[Supplied records — start]
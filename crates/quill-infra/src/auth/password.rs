//! Argon2 password hashing implementation.

use argon2::{
    Argon2,
    password_hash::{PasswordHash, PasswordHasher, PasswordVerifier, SaltString, rand_core::OsRng},
};

use quill_core::ports::{AuthError, PasswordService};

/// Argon2-based password service. Hashes are PHC strings with a random salt.
pub struct Argon2PasswordService {
    argon2: Argon2<'static>,
}

impl Argon2PasswordService {
    pub fn new() -> Self {
        Self {
            argon2: Argon2::default(),
        }
    }
}

impl Default for Argon2PasswordService {
    fn default() -> Self {
        Self::new()
    }
}

impl PasswordService for Argon2PasswordService {
    fn hash(&self, password: &str) -> Result<String, AuthError> {
        let salt = SaltString::generate(&mut OsRng);

        self.argon2
            .hash_password(password.as_bytes(), &salt)
            .map(|h| h.to_string())
            .map_err(|e| AuthError::HashingError(e.to_string()))
    }

    fn verify(&self, password: &str, hash: &str) -> Result<bool, AuthError> {
        let parsed_hash =
            PasswordHash::new(hash).map_err(|e| AuthError::HashingError(e.to_string()))?;

        Ok(self
            .argon2
            .verify_password(password.as_bytes(), &parsed_hash)
            .is_ok())
    }
}

#[cfg(test)]
mod tests {
    use super::*;

    #[test]
    fn test_hash_and_verify() {
        let service = Argon2PasswordService::new();

        let hash = service.hash("pass1").unwrap();

        assert_ne!(hash, "pass1");
        assert!(service.verify("pass1", &hash).unwrap());
        assert!(!service.verify("pass2", &hash).unwrap());
    }

    #[test]
    fn test_same_password_hashes_differently() {
        let service = Argon2PasswordService::new();

        assert_ne!(service.hash("pass1").unwrap(), service.hash("pass1").unwrap());
    }

    #[test]
    fn test_verify_rejects_malformed_hash() {
        let service = Argon2PasswordService::new();

        assert!(matches!(
            service.verify("pass1", "not-a-phc-string"),
            Err(AuthError::HashingError(_))
        ));
    }
}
[Supplied records — finish]
Go through the records above and return every line that holds the string "Result".

    fn hash(&self, password: &str) -> Result<String, AuthError> {
    fn verify(&self, password: &str, hash: &str) -> Result<bool, AuthError> {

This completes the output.